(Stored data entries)
::::::::
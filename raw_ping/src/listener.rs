//! The background reader shared by every probe of one pinger.

use parking_lot::Mutex;
use std::io;
use std::sync::atomic::{AtomicBool, Ordering};
use std::sync::Arc;
use std::thread;
use std::time::Duration;
use tracing::{debug, error, warn};

use crate::config::Config;
use crate::ping::PingError;
use crate::transport::{Datagram, Sender, Source};

/// Consumer of the datagrams read by a [`Listener`].
pub trait Dispatch: Send + Sync + 'static {
    fn dispatch(&self, datagram: Datagram);

    /// The listener ended without being asked to: too many consecutive read
    /// errors, or a panic.
    fn abort(&self);
}

#[derive(Debug, Clone, Copy)]
pub struct LoopPolicy {
    pub poll_interval: Duration,
    pub max_consecutive_errors: Option<u32>,
}

impl From<&Config> for LoopPolicy {
    fn from(conf: &Config) -> Self {
        Self {
            poll_interval: conf.poll_interval(),
            max_consecutive_errors: conf.max_consecutive_read_errors,
        }
    }
}

/// Handle on the reader thread. Dropping it asks the thread to stop without waiting.
#[derive(Debug)]
pub struct Listener {
    stop: Arc<AtomicBool>,
    handle: Option<thread::JoinHandle<()>>,
}

impl Listener {
    pub fn spawn<S, D>(
        name: &str,
        source: S,
        dispatcher: Arc<D>,
        policy: LoopPolicy,
    ) -> Result<Self, PingError>
    where
        S: Source,
        D: Dispatch,
    {
        let stop = Arc::new(AtomicBool::new(false));
        let flag = Arc::clone(&stop);
        let handle = thread::Builder::new()
            .name(name.to_string())
            .spawn(move || run(source, dispatcher, flag, policy))
            .map_err(PingError::Spawn)?;
        Ok(Self {
            stop,
            handle: Some(handle),
        })
    }

    pub fn signal(&self) {
        self.stop.store(true, Ordering::Release);
    }

    pub fn is_finished(&self) -> bool {
        self.handle.as_ref().map_or(true, |h| h.is_finished())
    }

    /// Signals the thread and blocks until it has exited, at most about one poll interval.
    pub fn join(mut self) {
        self.signal();
        if let Some(handle) = self.handle.take() {
            if handle.join().is_err() {
                error!("listener thread panicked");
            }
        }
    }
}

impl Drop for Listener {
    fn drop(&mut self) {
        self.signal();
    }
}

/// Releases the send half, then stops the listener and waits for it off the
/// async runtime. The socket itself closes when the listener drops its half.
///
/// Returns `false` if the listener had already been taken by an earlier call.
pub async fn shutdown(sender: &Sender, listener: &Mutex<Option<Listener>>) -> bool {
    sender.close();
    let listener = listener.lock().take();
    match listener {
        Some(listener) => {
            listener.signal();
            if tokio::task::spawn_blocking(move || listener.join())
                .await
                .is_err()
            {
                error!("listener join task failed");
            }
            true
        }
        None => false,
    }
}

/// Aborts the dispatcher when the loop ends without having been asked to stop,
/// including by unwinding.
struct ExitGuard<'a, D: Dispatch> {
    dispatcher: &'a D,
    stop: &'a AtomicBool,
}

impl<D: Dispatch> Drop for ExitGuard<'_, D> {
    fn drop(&mut self) {
        if self.stop.load(Ordering::Acquire) {
            return;
        }
        if thread::panicking() {
            error!("listener thread panicked, failing pending probes");
        }
        self.dispatcher.abort();
    }
}

fn run<S: Source, D: Dispatch>(
    mut source: S,
    dispatcher: Arc<D>,
    stop: Arc<AtomicBool>,
    policy: LoopPolicy,
) {
    let _guard = ExitGuard {
        dispatcher: &*dispatcher,
        stop: &stop,
    };
    let mut consecutive_errors = 0u32;
    while !stop.load(Ordering::Acquire) {
        match source.receive(policy.poll_interval) {
            Ok(Some(datagram)) => {
                consecutive_errors = 0;
                dispatcher.dispatch(datagram);
            }
            Ok(None) => consecutive_errors = 0,
            Err(e) if is_idle(&e) => consecutive_errors = 0,
            Err(e) => {
                consecutive_errors += 1;
                warn!(error = %e, consecutive_errors, "raw socket read failed");
                if let Some(max) = policy.max_consecutive_errors {
                    if consecutive_errors >= max {
                        error!(consecutive_errors, "too many read errors, stopping listener");
                        return;
                    }
                }
            }
        }
    }
    debug!("listener stopped");
}

fn is_idle(e: &io::Error) -> bool {
    matches!(
        e.kind(),
        io::ErrorKind::WouldBlock | io::ErrorKind::TimedOut | io::ErrorKind::Interrupted
    )
}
::::::::
#### PROBLEM DETAILS
Above are the entries; copy every line among them that contains the word "None".

#### ANSWER AREA
        None => false,
            Ok(None) => consecutive_errors = 0,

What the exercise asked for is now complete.